What is the count of lines below that include "pairs"? Reply with nothing else.

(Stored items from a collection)
───

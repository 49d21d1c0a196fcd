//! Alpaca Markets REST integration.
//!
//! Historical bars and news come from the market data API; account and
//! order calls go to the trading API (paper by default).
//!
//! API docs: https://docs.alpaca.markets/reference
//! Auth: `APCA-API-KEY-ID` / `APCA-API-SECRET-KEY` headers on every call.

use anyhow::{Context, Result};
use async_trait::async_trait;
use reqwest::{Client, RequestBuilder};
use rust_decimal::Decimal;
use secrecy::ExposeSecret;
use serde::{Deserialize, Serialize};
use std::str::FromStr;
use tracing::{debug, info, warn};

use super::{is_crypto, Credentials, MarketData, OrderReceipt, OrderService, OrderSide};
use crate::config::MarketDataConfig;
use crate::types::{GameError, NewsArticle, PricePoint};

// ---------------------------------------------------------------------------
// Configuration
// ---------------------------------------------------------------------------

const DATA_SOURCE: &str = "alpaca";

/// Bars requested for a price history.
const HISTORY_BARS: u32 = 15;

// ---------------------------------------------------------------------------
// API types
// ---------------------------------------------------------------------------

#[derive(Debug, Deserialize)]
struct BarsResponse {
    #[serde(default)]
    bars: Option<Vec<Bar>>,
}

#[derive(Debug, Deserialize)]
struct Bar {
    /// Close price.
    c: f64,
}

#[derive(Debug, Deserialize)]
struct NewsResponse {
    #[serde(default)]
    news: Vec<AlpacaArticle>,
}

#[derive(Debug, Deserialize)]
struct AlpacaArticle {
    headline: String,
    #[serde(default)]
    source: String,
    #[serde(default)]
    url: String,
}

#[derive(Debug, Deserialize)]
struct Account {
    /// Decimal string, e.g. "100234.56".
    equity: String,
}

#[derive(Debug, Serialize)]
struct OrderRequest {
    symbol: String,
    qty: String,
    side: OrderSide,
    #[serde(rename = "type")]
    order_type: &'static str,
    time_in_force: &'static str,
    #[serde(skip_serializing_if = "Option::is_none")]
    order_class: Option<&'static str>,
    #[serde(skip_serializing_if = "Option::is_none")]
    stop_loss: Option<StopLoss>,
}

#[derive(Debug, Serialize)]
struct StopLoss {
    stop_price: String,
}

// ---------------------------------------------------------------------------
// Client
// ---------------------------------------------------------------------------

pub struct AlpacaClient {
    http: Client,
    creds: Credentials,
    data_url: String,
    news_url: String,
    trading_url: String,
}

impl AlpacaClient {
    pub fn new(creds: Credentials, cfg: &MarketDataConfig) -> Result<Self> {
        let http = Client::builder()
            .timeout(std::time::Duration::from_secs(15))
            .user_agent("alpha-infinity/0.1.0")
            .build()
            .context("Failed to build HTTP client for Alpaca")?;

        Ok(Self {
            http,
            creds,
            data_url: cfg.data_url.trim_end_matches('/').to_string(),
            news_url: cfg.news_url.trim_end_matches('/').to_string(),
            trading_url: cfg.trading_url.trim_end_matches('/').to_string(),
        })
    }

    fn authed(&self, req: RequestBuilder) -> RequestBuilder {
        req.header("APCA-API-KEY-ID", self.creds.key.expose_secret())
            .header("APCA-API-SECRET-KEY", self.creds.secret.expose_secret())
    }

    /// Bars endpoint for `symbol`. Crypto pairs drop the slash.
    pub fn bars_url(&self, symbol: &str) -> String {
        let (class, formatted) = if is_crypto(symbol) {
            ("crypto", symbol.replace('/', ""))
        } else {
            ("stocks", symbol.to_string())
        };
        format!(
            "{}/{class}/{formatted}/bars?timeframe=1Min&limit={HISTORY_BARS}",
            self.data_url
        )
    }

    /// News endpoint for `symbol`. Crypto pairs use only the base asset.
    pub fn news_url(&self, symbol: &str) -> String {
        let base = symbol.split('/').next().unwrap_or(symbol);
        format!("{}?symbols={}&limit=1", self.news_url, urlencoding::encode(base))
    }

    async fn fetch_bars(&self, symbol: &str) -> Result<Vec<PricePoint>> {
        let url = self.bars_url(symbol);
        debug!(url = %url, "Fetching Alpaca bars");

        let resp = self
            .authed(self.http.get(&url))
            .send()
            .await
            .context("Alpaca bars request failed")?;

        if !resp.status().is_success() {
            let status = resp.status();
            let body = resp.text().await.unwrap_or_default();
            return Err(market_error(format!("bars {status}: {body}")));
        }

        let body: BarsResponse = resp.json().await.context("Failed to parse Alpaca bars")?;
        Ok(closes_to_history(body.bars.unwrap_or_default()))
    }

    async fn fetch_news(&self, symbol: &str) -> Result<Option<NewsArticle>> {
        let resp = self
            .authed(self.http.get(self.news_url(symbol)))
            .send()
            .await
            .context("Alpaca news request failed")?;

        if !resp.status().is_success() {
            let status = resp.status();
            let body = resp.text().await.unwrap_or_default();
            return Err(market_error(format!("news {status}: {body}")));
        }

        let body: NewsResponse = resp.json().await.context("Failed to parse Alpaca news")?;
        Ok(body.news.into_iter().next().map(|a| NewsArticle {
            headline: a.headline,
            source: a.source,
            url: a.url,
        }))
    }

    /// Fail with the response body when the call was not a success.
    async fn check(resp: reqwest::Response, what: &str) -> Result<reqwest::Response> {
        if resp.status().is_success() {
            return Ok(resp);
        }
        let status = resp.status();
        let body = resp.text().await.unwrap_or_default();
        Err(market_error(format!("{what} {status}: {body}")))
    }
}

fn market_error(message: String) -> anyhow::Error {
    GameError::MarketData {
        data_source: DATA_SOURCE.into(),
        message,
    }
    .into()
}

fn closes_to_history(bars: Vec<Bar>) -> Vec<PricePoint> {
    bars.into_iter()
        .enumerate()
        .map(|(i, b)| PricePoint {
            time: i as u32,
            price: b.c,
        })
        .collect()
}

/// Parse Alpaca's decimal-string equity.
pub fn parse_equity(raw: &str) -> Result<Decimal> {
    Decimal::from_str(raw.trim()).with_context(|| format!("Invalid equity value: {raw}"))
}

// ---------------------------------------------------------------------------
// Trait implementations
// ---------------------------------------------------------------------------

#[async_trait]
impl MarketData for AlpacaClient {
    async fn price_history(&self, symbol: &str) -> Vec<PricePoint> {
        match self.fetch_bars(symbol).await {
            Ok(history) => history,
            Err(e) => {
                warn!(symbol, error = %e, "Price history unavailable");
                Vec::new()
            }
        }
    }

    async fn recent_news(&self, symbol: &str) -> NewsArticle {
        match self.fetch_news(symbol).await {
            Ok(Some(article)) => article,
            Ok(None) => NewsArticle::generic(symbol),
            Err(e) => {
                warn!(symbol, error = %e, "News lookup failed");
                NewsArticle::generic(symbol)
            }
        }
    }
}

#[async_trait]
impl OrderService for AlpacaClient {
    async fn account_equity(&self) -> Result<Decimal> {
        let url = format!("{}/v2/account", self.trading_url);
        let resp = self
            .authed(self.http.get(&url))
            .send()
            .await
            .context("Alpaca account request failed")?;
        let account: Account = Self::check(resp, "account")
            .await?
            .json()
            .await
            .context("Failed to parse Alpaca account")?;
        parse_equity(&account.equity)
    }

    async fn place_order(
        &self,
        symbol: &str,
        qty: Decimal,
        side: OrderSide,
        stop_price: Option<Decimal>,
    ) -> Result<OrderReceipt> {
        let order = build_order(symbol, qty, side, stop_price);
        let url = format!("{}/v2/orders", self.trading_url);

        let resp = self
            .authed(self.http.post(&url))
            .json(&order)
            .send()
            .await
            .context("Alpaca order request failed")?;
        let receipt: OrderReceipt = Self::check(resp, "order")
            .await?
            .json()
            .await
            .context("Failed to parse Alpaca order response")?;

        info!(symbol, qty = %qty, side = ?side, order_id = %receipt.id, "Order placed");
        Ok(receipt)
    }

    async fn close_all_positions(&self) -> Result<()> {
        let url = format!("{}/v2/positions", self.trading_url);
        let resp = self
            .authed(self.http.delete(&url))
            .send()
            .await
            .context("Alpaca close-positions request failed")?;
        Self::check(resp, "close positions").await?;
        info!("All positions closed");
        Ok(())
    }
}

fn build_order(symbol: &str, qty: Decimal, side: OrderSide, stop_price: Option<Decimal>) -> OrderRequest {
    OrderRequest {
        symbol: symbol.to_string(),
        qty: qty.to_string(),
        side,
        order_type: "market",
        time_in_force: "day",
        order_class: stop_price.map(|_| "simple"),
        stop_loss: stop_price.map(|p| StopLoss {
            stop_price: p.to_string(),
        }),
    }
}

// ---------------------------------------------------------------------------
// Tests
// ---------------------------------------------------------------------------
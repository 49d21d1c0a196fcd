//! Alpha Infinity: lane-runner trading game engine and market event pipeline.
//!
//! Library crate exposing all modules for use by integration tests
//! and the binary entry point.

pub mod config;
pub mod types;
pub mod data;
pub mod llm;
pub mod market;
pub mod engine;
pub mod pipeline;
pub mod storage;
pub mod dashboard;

───

Answer box. 2